Cette interdiction, malgré quelques grognements de la part des entreprises, a été remarquablement fluide et réussie : Staline lui-même (alors allié des États-Unis) a observé que sans le recours des États-Unis à la production militaire, « nous aurions perdu la guerre ». Une initiative de transformation similaire aujourd’hui ne devrait être, au moins techniquement, non pas plus difficile, mais probablement plus facile, compte tenu des avancées technologiques et institutionnelles depuis lors.

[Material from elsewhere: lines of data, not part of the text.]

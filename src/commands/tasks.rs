use serde::Serialize;

use lutris_deploy::tasks::{self, TaskInfo};

use super::{CmdResult, GlobalArgs};

#[derive(Debug, Serialize)]
pub struct TasksOutput {
    pub tasks: Vec<TaskInfo>,
}

pub fn run(_global: &GlobalArgs) -> CmdResult<TasksOutput> {
    Ok((
        TasksOutput {
            tasks: tasks::catalog(),
        },
        0,
    ))
}
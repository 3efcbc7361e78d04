//! Database dump and restore.

use chrono::{DateTime, Local};
use regex::Regex;
use serde::Serialize;
use std::fs;
use std::path::{Path, PathBuf};

use crate::command::Cmd;
use crate::error::{Error, Result};
use crate::session::Session;

const DUMP_TIMESTAMP_FORMAT: &str = "%Y-%m-%d-%H-%M";

#[derive(Debug, Clone, Serialize)]
#[serde(rename_all = "camelCase")]
pub struct DumpResult {
    pub database: String,
    pub remote_path: String,
    pub local_path: String,
}

#[derive(Debug, Clone, Copy, PartialEq, Eq, Serialize)]
#[serde(rename_all = "snake_case")]
pub enum RestoreStatus {
    Restored,
    NoDumpFound,
}

#[derive(Debug, Clone, Serialize)]
#[serde(rename_all = "camelCase")]
pub struct RestoreResult {
    pub status: RestoreStatus,
    pub database: String,
    #[serde(skip_serializing_if = "Option::is_none")]
    pub dump: Option<String>,
    pub message: String,
}

/// Uncompressed dump name: `<prefix>-<YYYY-MM-DD-HH-MM>.tar`.
pub fn dump_file_name(prefix: &str, now: DateTime<Local>) -> String {
    format!("{}-{}.tar", prefix, now.format(DUMP_TIMESTAMP_FORMAT))
}

fn dump_pattern(prefix: &str) -> Result<Regex> {
    Regex::new(&format!(r"^{}-.*\.tar\.gz$", regex::escape(prefix)))
        .map_err(|e| Error::internal_unexpected(format!("Invalid dump pattern: {}", e)))
}

/// Find the compressed dump in `dir`. When several match, the newest name wins
/// (the timestamp format sorts chronologically).
pub fn find_dump(dir: &Path, prefix: &str) -> Result<Option<PathBuf>> {
    let pattern = dump_pattern(prefix)?;

    let entries = fs::read_dir(dir).map_err(|e| {
        Error::internal_io(e.to_string(), Some(format!("list {}", dir.display())))
    })?;

    let mut matches: Vec<String> = entries
        .filter_map(|entry| entry.ok())
        .filter(|entry| entry.file_type().map(|t| t.is_file()).unwrap_or(false))
        .filter_map(|entry| entry.file_name().to_str().map(str::to_string))
        .filter(|name| pattern.is_match(name))
        .collect();

    matches.sort();
    Ok(matches.pop().map(|name| dir.join(name)))
}

/// Dump the database on the connected host, compress it and fetch it into
/// `dest_dir` on the invoking machine.
pub fn sql_dump(session: &mut Session, dest_dir: &Path) -> Result<DumpResult> {
    let db = session.config().database.clone();
    let tar_name = dump_file_name(&db.dump_prefix, Local::now());
    let gz_name = format!("{}.gz", tar_name);
    let local_path = dest_dir.join(&gz_name);

    let remote_path = session.cd(&db.backup_dir, |s| {
        s.run(
            Cmd::new("pg_dump")
                .args(["--format=tar", db.name.as_str()])
                .stdout_to(tar_name.as_str()),
        )?;
        s.run(Cmd::new("gzip").arg(tar_name.as_str()))?;
        s.get(&gz_name, &local_path)?;
        Ok(crate::utils::base_path::join_remote_path(&db.backup_dir, &gz_name))
    })?;

    Ok(DumpResult {
        database: db.name,
        remote_path,
        local_path: local_path.display().to_string(),
    })
}

/// Restore the dump found in `dir` into the local database, replacing its
/// contents. Without a dump nothing is run.
pub fn sql_restore(session: &mut Session, dir: &Path) -> Result<RestoreResult> {
    let db = session.config().database.clone();

    let Some(dump) = find_dump(dir, &db.dump_prefix)? else {
        log_status!("sql-restore", "No SQL dump found in {}", dir.display());
        return Ok(RestoreResult {
            status: RestoreStatus::NoDumpFound,
            database: db.name,
            dump: None,
            message: "No SQL dump found".to_string(),
        });
    };

    let gz_name = file_name(&dump)?;
    let tar_name = gz_name.trim_end_matches(".gz").to_string();

    session.local(Cmd::new("gunzip").arg(gz_name.as_str()), Some(dir))?;
    session.local(
        Cmd::new("pg_restore")
            .arg("--clean")
            .arg(format!("--dbname={}", db.name))
            .arg(tar_name.as_str()),
        Some(dir),
    )?;
    session.local(Cmd::new("rm").arg(tar_name.as_str()), Some(dir))?;

    Ok(RestoreResult {
        status: RestoreStatus::Restored,
        database: db.name,
        dump: Some(dump.display().to_string()),
        message: format!("Restored {}", gz_name),
    })
}

fn file_name(path: &Path) -> Result<String> {
    path.file_name()
        .and_then(|n| n.to_str())
        .map(str::to_string)
        .ok_or_else(|| Error::internal_unexpected(format!("Invalid dump path {}", path.display())))
}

Si la crise environnementale est aussi grave que les scientifiques nous le disent, et comme les inondations et les incendies ont forcé même les sceptiques et les politicien.ne.s à le reconnaître, alors pourquoi la volonté politique ne peut-elle pas être organisée et mobilisée pour prendre les mêmes mesures décisives qui ont été prises la dernière fois que la menace ressemblait à la menace mondiale à laquelle nous sommes confrontés aujourd’hui ? Pourquoi la réponse à cette urgence est-elle toujours aussi faible ?

Électrification

Pourtant, quand on examine la question des rabais pour les véhicules électriques, une question préalable ne peut être évitée : dans quelle mesure l’électrification des véhicules privés est-elle la bonne réponse pour sortir de notre trajectoire autodestructrice actuelle ? L’attraction du public pour les véhicules électriques est un indicateur bienvenu d’une prise de conscience que « quelque chose doit être fait ». Et l’abandon du moteur à combustion interne est un pas en avant positif. Mais la contribution des véhicules électriques en tant que « solution » à la crise environnementale est exagérée et reflète souvent un désir complaisant de continuer la vie comme avant – ce qui n’est plus possible.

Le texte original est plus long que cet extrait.